Extracted entries: Begin
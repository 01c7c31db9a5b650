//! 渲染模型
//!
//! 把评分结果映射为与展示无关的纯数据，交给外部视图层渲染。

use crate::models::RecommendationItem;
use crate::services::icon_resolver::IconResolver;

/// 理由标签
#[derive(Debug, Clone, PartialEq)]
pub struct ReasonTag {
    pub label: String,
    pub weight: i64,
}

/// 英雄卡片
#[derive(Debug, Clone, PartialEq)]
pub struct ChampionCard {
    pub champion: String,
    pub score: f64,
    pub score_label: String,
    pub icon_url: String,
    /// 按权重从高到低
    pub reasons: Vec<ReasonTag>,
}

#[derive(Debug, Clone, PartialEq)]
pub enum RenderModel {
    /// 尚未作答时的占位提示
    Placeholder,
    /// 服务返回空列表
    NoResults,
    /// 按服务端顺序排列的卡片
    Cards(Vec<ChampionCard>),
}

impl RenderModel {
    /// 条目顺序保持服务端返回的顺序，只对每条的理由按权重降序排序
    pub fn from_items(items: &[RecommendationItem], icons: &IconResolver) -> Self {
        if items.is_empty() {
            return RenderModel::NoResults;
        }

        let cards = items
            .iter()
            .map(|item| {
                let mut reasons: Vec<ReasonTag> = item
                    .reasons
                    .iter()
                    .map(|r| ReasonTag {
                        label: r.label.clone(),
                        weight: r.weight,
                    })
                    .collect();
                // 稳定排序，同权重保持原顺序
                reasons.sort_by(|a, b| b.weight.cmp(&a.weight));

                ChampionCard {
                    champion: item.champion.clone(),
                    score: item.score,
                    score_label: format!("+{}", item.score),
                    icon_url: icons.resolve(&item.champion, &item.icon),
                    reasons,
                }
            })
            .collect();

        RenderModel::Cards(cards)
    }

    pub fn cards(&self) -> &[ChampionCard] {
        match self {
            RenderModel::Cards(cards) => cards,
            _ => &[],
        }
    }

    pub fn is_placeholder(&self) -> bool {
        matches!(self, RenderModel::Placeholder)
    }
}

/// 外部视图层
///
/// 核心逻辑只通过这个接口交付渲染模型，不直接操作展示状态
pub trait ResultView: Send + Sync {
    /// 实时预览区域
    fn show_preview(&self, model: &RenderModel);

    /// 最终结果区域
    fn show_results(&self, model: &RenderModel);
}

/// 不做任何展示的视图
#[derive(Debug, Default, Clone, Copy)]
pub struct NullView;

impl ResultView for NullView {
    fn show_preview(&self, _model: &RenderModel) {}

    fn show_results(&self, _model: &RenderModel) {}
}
Extracted entries: End
Task instructions: Please write out, exactly as they appear, the line that contains "fn show_preview(&self, model: &RenderModel);" and every line after it up to the end of the entries above, and no others.

Written response:
    fn show_preview(&self, model: &RenderModel);

    /// 最终结果区域
    fn show_results(&self, model: &RenderModel);
}

/// 不做任何展示的视图
#[derive(Debug, Default, Clone, Copy)]
pub struct NullView;

impl ResultView for NullView {
    fn show_preview(&self, _model: &RenderModel) {}

    fn show_results(&self, _model: &RenderModel) {}
}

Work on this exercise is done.